I just saw an online blog/press release kind of thing that suggested that large deductible Workers Comp insurance provides "Most Control For Managing Workers Comp".  You can take a look at it here. Myself, I'm not so sure.  Maybe that's because I've been retained as a consultant/expert witness by so many disgruntled employers who have found Large Deductible Workers Comp policies to be something more akin to a money pit than a management tool.

Large Deductible policies make the employer responsible for paying most claims out of pocket, (plus handling charges to the insurer) but leave all power and responsibility for handling and reserving and settling those claims with the insurance company.  That means that the insurance company is now paying claims with someone else's money.  So employers can be subject to some rude surprises when claims costs escalate beyond projections, and they are asked to kick in more money.  And more money.  And yet more money.  So in many cases, employers can't really close the books on the costs of Workers Comp for any given year until three or four or five (sometimes more!) years later.  And estimating what your cost of Workers Comp will be for an upcoming year becomes more of a crapshoot than ever.

Worse, Large Deductible policies are often mind-numbingly complex.  Many of them utilize separate side agreements to spell out the details of what employers will actually owe the insurer, and those side agreements can make the standardized policy language look simple by comparison.  I've been working with Workers Compensation insurance for more than thirty years, and some of the side agreements used by some carriers make my head hurt when I try to read them.

Let me put it this way: one of my hobbies is reading about science and cosmology.  Explaining black hole physics is an easier matter than explaining some of these side agreements.

In some of the legal disputes I've assisted on, the insurers invariably say that the policyholder was a "sophisticated" insurance purchaser.  That always makes me smile to myself, because the complexity of some of these side agreements is far beyond what any normal business person who isn't an insurance professional would likely understand.  But let me assure you, the insurance company underwriters and lawyers who have drafted those side agreements have thought long and hard about the implications of all that dense prose.  Their understanding of what these complicated unilateral contracts contain is normally far in excess of that of even an experienced insurance buyer.

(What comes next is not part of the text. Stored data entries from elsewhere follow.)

use async_trait::async_trait;
use futures::future::BoxFuture;
use regex::Regex;
use serde::{Deserialize, Serialize};
use serde_json::{Map, Value};
use std::collections::BTreeMap;
use std::sync::{Arc, OnceLock};
use tokio::sync::RwLock;

use crate::error::AssistantError;

pub type Params = Map<String, Value>;

/// Structured instruction to run a registered function
#[derive(Debug, Clone, PartialEq, Serialize, Deserialize)]
pub struct FunctionCall {
    pub name: String,
    #[serde(default, alias = "arguments")]
    pub parameters: Params,
}

impl FunctionCall {
    pub fn new(name: impl Into<String>) -> Self {
        Self {
            name: name.into(),
            parameters: Params::new(),
        }
    }

    pub fn with_param(mut self, key: &str, value: impl Into<Value>) -> Self {
        self.parameters.insert(key.to_string(), value.into());
        self
    }

    /// Adds the parameter only when a value is present
    pub fn with_opt_param(self, key: &str, value: Option<String>) -> Self {
        match value {
            Some(v) => self.with_param(key, v),
            None => self,
        }
    }
}

/// Outcome of one function invocation within a batch
#[derive(Debug, Clone, PartialEq, Serialize, Deserialize)]
pub struct FunctionCallResult {
    pub function: String,
    pub parameters: Params,
    pub success: bool,
    #[serde(skip_serializing_if = "Option::is_none")]
    pub result: Option<Value>,
    #[serde(skip_serializing_if = "Option::is_none")]
    pub error: Option<String>,
}

#[async_trait]
pub trait FunctionHandler: Send + Sync {
    fn name(&self) -> &str;

    fn description(&self) -> &str;

    async fn call(&self, params: &Params) -> Result<Value, AssistantError>;
}

type HandlerFn = dyn Fn(Params) -> BoxFuture<'static, Result<Value, AssistantError>> + Send + Sync;

/// Handler backed by a closure
pub struct FnHandler {
    name: String,
    description: String,
    f: Box<HandlerFn>,
}

impl FnHandler {
    pub fn new<F>(name: &str, description: &str, f: F) -> Self
    where
        F: Fn(Params) -> BoxFuture<'static, Result<Value, AssistantError>> + Send + Sync + 'static,
    {
        Self {
            name: name.to_string(),
            description: description.to_string(),
            f: Box::new(f),
        }
    }
}

#[async_trait]
impl FunctionHandler for FnHandler {
    fn name(&self) -> &str {
        &self.name
    }

    fn description(&self) -> &str {
        &self.description
    }

    async fn call(&self, params: &Params) -> Result<Value, AssistantError> {
        (self.f)(params.clone()).await
    }
}

/// Registry of callable functions, keyed by name
#[derive(Clone, Default)]
pub struct FunctionRegistry {
    handlers: Arc<RwLock<BTreeMap<String, Arc<dyn FunctionHandler>>>>,
}

impl FunctionRegistry {
    pub fn new() -> Self {
        Self::default()
    }

    pub async fn register(&self, handler: Arc<dyn FunctionHandler>) {
        let mut handlers = self.handlers.write().await;
        tracing::debug!("Registering function: {}", handler.name());
        handlers.insert(handler.name().to_string(), handler);
    }

    pub async fn register_fn<F>(&self, name: &str, description: &str, f: F)
    where
        F: Fn(Params) -> BoxFuture<'static, Result<Value, AssistantError>> + Send + Sync + 'static,
    {
        self.register(Arc::new(FnHandler::new(name, description, f))).await;
    }

    pub async fn contains(&self, name: &str) -> bool {
        self.handlers.read().await.contains_key(name)
    }

    pub async fn len(&self) -> usize {
        self.handlers.read().await.len()
    }

    pub async fn is_empty(&self) -> bool {
        self.handlers.read().await.is_empty()
    }

    /// (name, description) pairs sorted by name
    pub async fn descriptions(&self) -> Vec<(String, String)> {
        self.handlers
            .read()
            .await
            .values()
            .map(|h| (h.name().to_string(), h.description().to_string()))
            .collect()
    }

    pub async fn invoke(&self, call: &FunctionCall) -> Result<Value, AssistantError> {
        let handler = self
            .handlers
            .read()
            .await
            .get(&call.name)
            .cloned()
            .ok_or_else(|| AssistantError::UnknownFunction(call.name.clone()))?;

        tracing::info!("Invoking function: {} {:?}", call.name, call.parameters);
        handler.call(&call.parameters).await
    }
}

/// Non-empty string parameter or `MissingParameter`
pub fn required_str<'a>(params: &'a Params, function: &str, key: &str) -> Result<&'a str, AssistantError> {
    optional_str(params, key).ok_or_else(|| AssistantError::MissingParameter {
        function: function.to_string(),
        param: key.to_string(),
    })
}

pub fn optional_str<'a>(params: &'a Params, key: &str) -> Option<&'a str> {
    params
        .get(key)
        .and_then(Value::as_str)
        .map(str::trim)
        .filter(|s| !s.is_empty())
}

// --- Regex parameter extraction ---

struct Extractors {
    quoted: Regex,
    named: Regex,
    rename: Regex,
    urgency: Regex,
    assignee: Regex,
    due: Regex,
    trigger: Regex,
    status: Regex,
    action_title: Regex,
}

const BAD_REGEX: &str = "built-in extraction regex must compile";

fn extractors() -> &'static Extractors {
    static EXTRACTORS: OnceLock<Extractors> = OnceLock::new();
    EXTRACTORS.get_or_init(|| Extractors {
        quoted: Regex::new(r#"["“]([^"”]+)["”]"#).expect(BAD_REGEX),
        named: Regex::new(r"(?i)\b(?:named|called|titled|about|regarding)\s+(.+?)\s*(?:[.!?]|$)").expect(BAD_REGEX),
        rename: Regex::new(r#"(?i)["“]([^"”]+)["”]\s+to\s+["“]([^"”]+)["”]"#).expect(BAD_REGEX),
        urgency: Regex::new(r"(?i)\b(urgent|critical|important|high|low|normal)\s*(?:priority|urgency)?\b").expect(BAD_REGEX),
        assignee: Regex::new(r"(?i)\b(?:assign(?:ed)?|delegated?|give|hand)\b.*?\bto\s+([A-Za-z][\w\-]*(?:\.[A-Za-z][\w\-]*)*)").expect(BAD_REGEX),
        due: Regex::new(r"(?i)\b(?:due|by)\s+(today|tomorrow|(?:next\s+)?(?:monday|tuesday|wednesday|thursday|friday|saturday|sunday|week)|\d{4}-\d{2}-\d{2})\b").expect(BAD_REGEX),
        trigger: Regex::new(r"(?i)\b(?:when|once|after)\s+(.+?)\s*(?:[.!?]|$)").expect(BAD_REGEX),
        status: Regex::new(r"(?i)\b(done|completed?|finished|in[\s\-]progress|started|pending|open)\b").expect(BAD_REGEX),
        action_title: Regex::new(r"(?i)\b(?:action(?:\s+item)?|task|todo)\s+(?:to|for)\s+(.+?)(?:\s+(?:assign(?:ed)?|due|by|when|once|after)\b|[.!?]|$)").expect(BAD_REGEX),
    })
}

fn capture(re: &Regex, text: &str, group: usize) -> Option<String> {
    re.captures(text)
        .and_then(|c| c.get(group))
        .map(|m| m.as_str().trim().to_string())
        .filter(|s| !s.is_empty())
}

/// Title from the first quoted span, else from "named X" / "about X"
fn extract_title(text: &str) -> Option<String> {
    let ex = extractors();
    capture(&ex.quoted, text, 1).or_else(|| capture(&ex.named, text, 1))
}

/// Infer function calls for an intent from the user's own words
pub fn extract_function_calls(intent: &str, text: &str) -> Vec<FunctionCall> {
    let ex = extractors();
    // Quoted titles must not leak into assignee or status captures
    let bare = ex.quoted.replace_all(text, "\"\"");

    let call = match intent {
        "create_agenda" => extract_title(text).map(|title| {
            FunctionCall::new("create_agenda_point")
                .with_param("title", title)
                .with_opt_param("urgency", capture(&ex.urgency, text, 1))
        }),
        "update_agenda" => ex.rename.captures(text).map(|c| {
            FunctionCall::new("update_agenda_point")
                .with_param("agenda_point", c[1].trim())
                .with_param("title", c[2].trim())
        }),
        "delete_agenda" => extract_title(text)
            .map(|title| FunctionCall::new("delete_agenda_point").with_param("agenda_point", title)),
        "list_agenda" => Some(FunctionCall::new("list_agenda_points")),
        "create_action" => extract_title(text)
            .or_else(|| capture(&ex.action_title, text, 1))
            .map(|title| {
                let trigger = capture(&ex.trigger, text, 1);
                let name = if trigger.is_some() {
                    "create_action_with_trigger"
                } else {
                    "create_action_item"
                };
                FunctionCall::new(name)
                    .with_param("title", title)
                    .with_opt_param("assignee", capture(&ex.assignee, &bare, 1))
                    .with_opt_param("due_date", capture(&ex.due, text, 1))
                    .with_opt_param("trigger", trigger)
            }),
        "assign_action" => {
            let action = extract_title(text);
            let assignee = capture(&ex.assignee, &bare, 1);
            action.zip(assignee).map(|(action, assignee)| {
                FunctionCall::new("assign_action")
                    .with_param("action_id", action)
                    .with_param("assignee", assignee)
            })
        }
        "update_action_status" => {
            let action = extract_title(text);
            let status = capture(&ex.status, &bare, 1);
            action.zip(status).map(|(action, status)| {
                FunctionCall::new("update_action_status")
                    .with_param("action_id", action)
                    .with_param("status", status)
            })
        }
        "list_actions" => Some(FunctionCall::new("list_action_items")),
        _ => None,
    };

    call.into_iter().collect()
}

#[cfg(test)]
mod tests {
    use super::*;
    use futures::FutureExt;
    use serde_json::json;

    #[test]
    fn test_extract_create_agenda_quoted() {
        let calls = extract_function_calls("create_agenda", r#"create an agenda point named "Budget Review""#);
        assert_eq!(calls, vec![FunctionCall::new("create_agenda_point").with_param("title", "Budget Review")]);
    }

    #[test]
    fn test_extract_create_agenda_unquoted_with_urgency() {
        let calls = extract_function_calls("create_agenda", "add an urgent agenda item about hiring plan.");
        assert_eq!(calls.len(), 1);
        assert_eq!(calls[0].parameters["title"], json!("hiring plan"));
        assert_eq!(calls[0].parameters["urgency"], json!("urgent"));
    }

    #[test]
    fn test_extract_action_with_trigger() {
        let calls = extract_function_calls(
            "create_action",
            r#"create an action "Send minutes" assigned to Dana when the meeting ends"#,
        );
        assert_eq!(calls.len(), 1);
        assert_eq!(calls[0].name, "create_action_with_trigger");
        assert_eq!(calls[0].parameters["assignee"], json!("Dana"));
        assert_eq!(calls[0].parameters["trigger"], json!("the meeting ends"));
    }

    #[test]
    fn test_extract_action_unquoted_title() {
        let calls = extract_function_calls("create_action", "add a task to book the venue due friday");
        assert_eq!(calls[0].name, "create_action_item");
        assert_eq!(calls[0].parameters["title"], json!("book the venue"));
        assert_eq!(calls[0].parameters["due_date"], json!("friday"));
    }

    #[test]
    fn test_extract_assign_action_phrasings() {
        use crate::assistant::intent::{IntentClassifier, IntentContext};

        let classifier = IntentClassifier::new();
        let expected = vec![FunctionCall::new("assign_action")
            .with_param("action_id", "Book venue")
            .with_param("assignee", "Dana")];

        for text in [
            r#"assign task "Book venue" to Dana"#,
            r#"assign the action "Book venue" to Dana"#,
            r#"assign "Book venue" task to Dana"#,
            r#"please assign the task "Book venue" to Dana."#,
        ] {
            let intent = classifier.classify(text, &IntentContext::default());
            assert_eq!(intent.intent, "assign_action", "{}", text);
            assert_eq!(extract_function_calls(&intent.intent, text), expected, "{}", text);
        }
    }

    #[test]
    fn test_extract_assignee_ignores_quoted_title() {
        let calls = extract_function_calls("assign_action", r#"assign task "Talk to Bob" to Dana"#);
        assert_eq!(calls[0].parameters["action_id"], json!("Talk to Bob"));
        assert_eq!(calls[0].parameters["assignee"], json!("Dana"));
    }

    #[test]
    fn test_extract_update_action_status() {
        let calls = extract_function_calls("update_action_status", r#"mark task "Book venue" as done"#);
        assert_eq!(
            calls,
            vec![FunctionCall::new("update_action_status")
                .with_param("action_id", "Book venue")
                .with_param("status", "done")]
        );

        // A status word inside the title is not the requested status
        let calls = extract_function_calls("update_action_status", r#"set task "Open questions" to in progress"#);
        assert_eq!(calls[0].parameters["action_id"], json!("Open questions"));
        assert_eq!(calls[0].parameters["status"], json!("in progress"));

        assert!(extract_function_calls("update_action_status", r#"mark task "Book venue""#).is_empty());
    }

    #[test]
    fn test_extract_rename_agenda() {
        let calls = extract_function_calls("update_agenda", r#"rename agenda point "Budget" to "Budget 2025""#);
        assert_eq!(calls[0].parameters["agenda_point"], json!("Budget"));
        assert_eq!(calls[0].parameters["title"], json!("Budget 2025"));
    }

    #[test]
    fn test_extract_nothing_without_title() {
        assert!(extract_function_calls("create_agenda", "create an agenda point").is_empty());
        assert!(extract_function_calls("general_conversation", "hello").is_empty());
    }

    #[tokio::test]
    async fn test_registry_invoke() {
        let registry = FunctionRegistry::new();
        registry
            .register_fn("echo", "Echo params", |params| {
                async move { Ok(Value::Object(params)) }.boxed()
            })
            .await;

        assert!(registry.contains("echo").await);
        let result = registry
            .invoke(&FunctionCall::new("echo").with_param("a", 1))
            .await
            .unwrap();
        assert_eq!(result, json!({ "a": 1 }));

        let err = registry.invoke(&FunctionCall::new("missing")).await.unwrap_err();
        assert!(matches!(err, AssistantError::UnknownFunction(name) if name == "missing"));
    }

    #[test]
    fn test_required_str() {
        let params = FunctionCall::new("f").with_param("title", "  ").parameters;
        assert!(matches!(
            required_str(&params, "f", "title"),
            Err(AssistantError::MissingParameter { .. })
        ));
    }
}
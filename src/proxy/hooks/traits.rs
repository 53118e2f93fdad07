use async_trait::async_trait;
use super::context::{RequestContext, ResponseContext};

/// Hook trait for observing proxied chat-completion requests (read-only)
#[async_trait]
pub trait Hook: Send + Sync {
    /// Called before the request is sent upstream
    async fn on_request_before(&self, ctx: &RequestContext);

    /// Called once the response is complete (streamed or not), or the request failed
    async fn on_response_complete(&self, req_ctx: &RequestContext, res_ctx: &ResponseContext);

    /// Return the hook name for logging purposes
    fn name(&self) -> &'static str;
}
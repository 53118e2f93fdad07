use std::sync::Arc;
use tokio::sync::RwLock;
use super::context::{RequestContext, ResponseContext};
use super::traits::Hook;

/// Registry for managing hooks
#[derive(Clone)]
pub struct HookRegistry {
    hooks: Arc<RwLock<Vec<Arc<dyn Hook>>>>,
}

impl HookRegistry {
    pub fn new() -> Self {
        Self {
            hooks: Arc::new(RwLock::new(Vec::new())),
        }
    }

    pub async fn register(&self, hook: Arc<dyn Hook>) {
        let mut hooks = self.hooks.write().await;
        tracing::info!("Registering hook: {}", hook.name());
        hooks.push(hook);
    }

    /// Hooks run in registration order
    pub async fn trigger_request_before(&self, ctx: &RequestContext) {
        let hooks = self.hooks.read().await;
        for hook in hooks.iter() {
            hook.on_request_before(ctx).await;
        }
    }

    pub async fn trigger_response_complete(&self, req_ctx: &RequestContext, res_ctx: &ResponseContext) {
        let hooks = self.hooks.read().await;
        for hook in hooks.iter() {
            hook.on_response_complete(req_ctx, res_ctx).await;
        }
    }

    pub async fn hook_count(&self) -> usize {
        self.hooks.read().await.len()
    }
}

impl Default for HookRegistry {
    fn default() -> Self {
        Self::new()
    }
}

Some side agreements completely negate the effect of experience modification factors in determining final premium.  Others abandon the well established classification system for different workplace exposures that has been used since the earliest days of Workers Compensation insurance.  And these fundamental changes are often poorly understand, if at all, when many employers purchase these policies.

Now, to be fair, not all Large Deductible policies end up badly for the employer.  They can indeed offer genuine cost reductions for certain employers.  But Large Deductible policies also do away with, to a very great extent, the standardization of Workers Comp insurance policies that many employers have come to rely upon.  The details of the side agreements used can vary greatly, and so some Large Deductible policies may be well understood by an employer at the outset, while others can be as confusing as when I try to explain to my wife why you can't really ever see something cross the event horizon of a black hole.  (She's a smart lady, but doesn't share my enthusiasm for general relativity.)

Large Deductible policies certainly have a place in the insurance universe.  They can make sense for some larger employers.  But not always.  And the complexity and non-standardization inherent in these programs just about guarantees that my work as a consultant and expert witness, in cases involving premium disputes for these policies, is not likely to end any time soon.

Now, if you have a few minutes, would you like to hear about how the paradox of a person falling into a black hole may point to the reality of multiple universes?  See, this is because an outside observer will see the unfortunate person falling into the black hole get vaporized, while the person himself will not experience any such vaporization at the event horizon (although later on things get rather unpleasant)...wait.  Why are you gnawing your own arm off to escape?  Would you rather talk about insurance?